Scientists identified neurons in mice that encode sweetness

A step forward to gain detail insights on the contribution of CNS gustatory neurons in the sensation of taste.

The gustatory system is the sensory system responsible for the perception of taste and flavor. In mice, taste signals are relayed by multiple brain regions, including the parabrachial nucleus (PBN) of the pons, before reaching the gustatory cortex via the gustatory thalamus.

Various studies have suggested that taste information at the periphery is encoded in a labeled-line manner, such that each taste modality has its own receptors and neuronal pathway. In contrast, the molecular identity of gustatory neurons in the CNS remains unknown.

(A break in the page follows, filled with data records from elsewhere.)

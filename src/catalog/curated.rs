//! Curated catalog: the fresh catalog plus human-maintained columns (the
//! dashboard flag and any notes), carried across regenerations by indicator id.

use std::collections::{HashMap, HashSet};
use std::path::Path;

use tracing::info;

use crate::error::{PipelineError, Result};
use crate::table::{read_delimited, write_table, Table};

pub const ID_COLUMN: &str = "indicador_id";

/// Accepted (case-insensitive) spellings of "yes" for the inclusion flag.
pub const TRUTHY_TOKENS: [&str; 7] = ["1", "true", "t", "yes", "y", "sim", "s"];

pub fn is_truthy(raw: &str) -> bool {
    let token = raw.trim().to_lowercase();
    TRUTHY_TOKENS.contains(&token.as_str())
}

#[derive(Debug, Clone, Copy, Default, PartialEq, Eq)]
pub struct SyncOutcome {
    /// The curated file did not exist (or had no rows) and was initialised.
    pub created: bool,
    pub added: usize,
    pub removed: usize,
    pub rows: usize,
}

/// `None` when the file is absent or has no data rows.
pub fn read_curated(path: &Path) -> Result<Option<Table>> {
    if !path.is_file() {
        return Ok(None);
    }
    let table = read_delimited(path)?;
    Ok((!table.is_empty()).then_some(table))
}

fn ids(table: &Table) -> HashSet<&str> {
    table
        .column_index(ID_COLUMN)
        .map(|index| {
            table
                .column_values(index)
                .filter(|id| !id.trim().is_empty())
                .collect()
        })
        .unwrap_or_default()
}

/// Merge the fresh catalog with the curated overlay.
///
/// Output rows follow the catalog. Manual columns are the flag plus every
/// curated column the catalog does not have; ids no longer in the catalog
/// are dropped together with their annotations.
pub fn merge_curated(catalog: &Table, curated: &Table, flag_column: &str, path: &Path) -> Result<Table> {
    let curated_id = curated
        .column_index(ID_COLUMN)
        .ok_or_else(|| PipelineError::MalformedCurated {
            path: path.to_path_buf(),
            column: ID_COLUMN.to_string(),
        })?;
    let catalog_id = catalog.column_index(ID_COLUMN);

    let mut manual: Vec<&str> = Vec::new();
    if !catalog.has_column(flag_column) {
        manual.push(flag_column);
    }
    for header in &curated.headers {
        let name = header.as_str();
        if name != ID_COLUMN && name != flag_column && !catalog.has_column(name) {
            manual.push(name);
        }
    }
    let manual_sources: Vec<Option<usize>> = manual
        .iter()
        .map(|name| curated.column_index(name))
        .collect();

    let mut by_id: HashMap<&str, &Vec<String>> = HashMap::new();
    for row in &curated.rows {
        by_id.entry(row[curated_id].as_str()).or_insert(row);
    }

    let mut headers = catalog.headers.clone();
    headers.extend(manual.iter().map(|name| name.to_string()));
    let mut merged = Table::new(headers);
    for row in &catalog.rows {
        let id = catalog_id.map_or("", |index| row[index].as_str());
        let overlay = by_id.get(id);
        let mut out = row.clone();
        for source in &manual_sources {
            let value = match (overlay, source) {
                (Some(curated_row), Some(index)) => curated_row[*index].clone(),
                _ => String::new(),
            };
            out.push(value);
        }
        merged.push_row(out);
    }
    Ok(merged)
}

/// Bring the curated file in line with `catalog`, creating it when absent.
/// Running it twice on the same catalog leaves the file byte-identical.
pub fn sync_curated(catalog: &Table, path: &Path, flag_column: &str) -> Result<SyncOutcome> {
    let (merged, outcome) = match read_curated(path)? {
        None => {
            let mut fresh = catalog.clone();
            if !fresh.has_column(flag_column) {
                fresh.set_constant_column(flag_column, "");
            }
            let outcome = SyncOutcome {
                created: true,
                added: ids(catalog).len(),
                removed: 0,
                rows: fresh.len(),
            };
            (fresh, outcome)
        }
        Some(curated) => {
            let merged = merge_curated(catalog, &curated, flag_column, path)?;
            let fresh_ids = ids(catalog);
            let curated_ids = ids(&curated);
            let outcome = SyncOutcome {
                created: false,
                added: fresh_ids.difference(&curated_ids).count(),
                removed: curated_ids.difference(&fresh_ids).count(),
                rows: merged.len(),
            };
            (merged, outcome)
        }
    };

    write_table(path, &merged, b',', true)?;
    info!(
        file = %path.display(),
        created = outcome.created,
        added = outcome.added,
        removed = outcome.removed,
        "curated catalog synchronized"
    );
    Ok(outcome)
}

/// Ids flagged for the dashboard, unique, in file order.
pub fn flagged_ids(curated: &Table, flag_column: &str) -> Vec<String> {
    let (Some(id_index), Some(flag_index)) =
        (curated.column_index(ID_COLUMN), curated.column_index(flag_column))
    else {
        return Vec::new();
    };
    let mut seen = HashSet::new();
    curated
        .rows
        .iter()
        .filter(|row| is_truthy(&row[flag_index]))
        .map(|row| row[id_index].trim().to_string())
        .filter(|id| !id.is_empty() && seen.insert(id.clone()))
        .collect()
}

In a new study by the National Institute for Physiological Sciences in Japan, scientists have identified the neurons responsible for relaying sweet taste signals to the gustatory thalamus and cortex in mice. While the peripheral taste system has been broadly explored, moderately little is thought about the contribution of CNS gustatory neurons in the sensation of taste.

Scientists identified neurons in the brainstem that triggers sweet tastes. Particularly, scientists studied mice’s parabrachial nucleus of the pons in the brainstem, a major hub that receives sensory information about hunger, satiety and taste information. They then relay it to the cortex via the gustatory thalamus.

One clue to the molecular properties of gustatory neurons in the parabrachial nucleus may lie in the neuronal expression of SatB2; the role of neurons in the parabrachial nucleus that possesses this transcription factor has so far remained a mystery.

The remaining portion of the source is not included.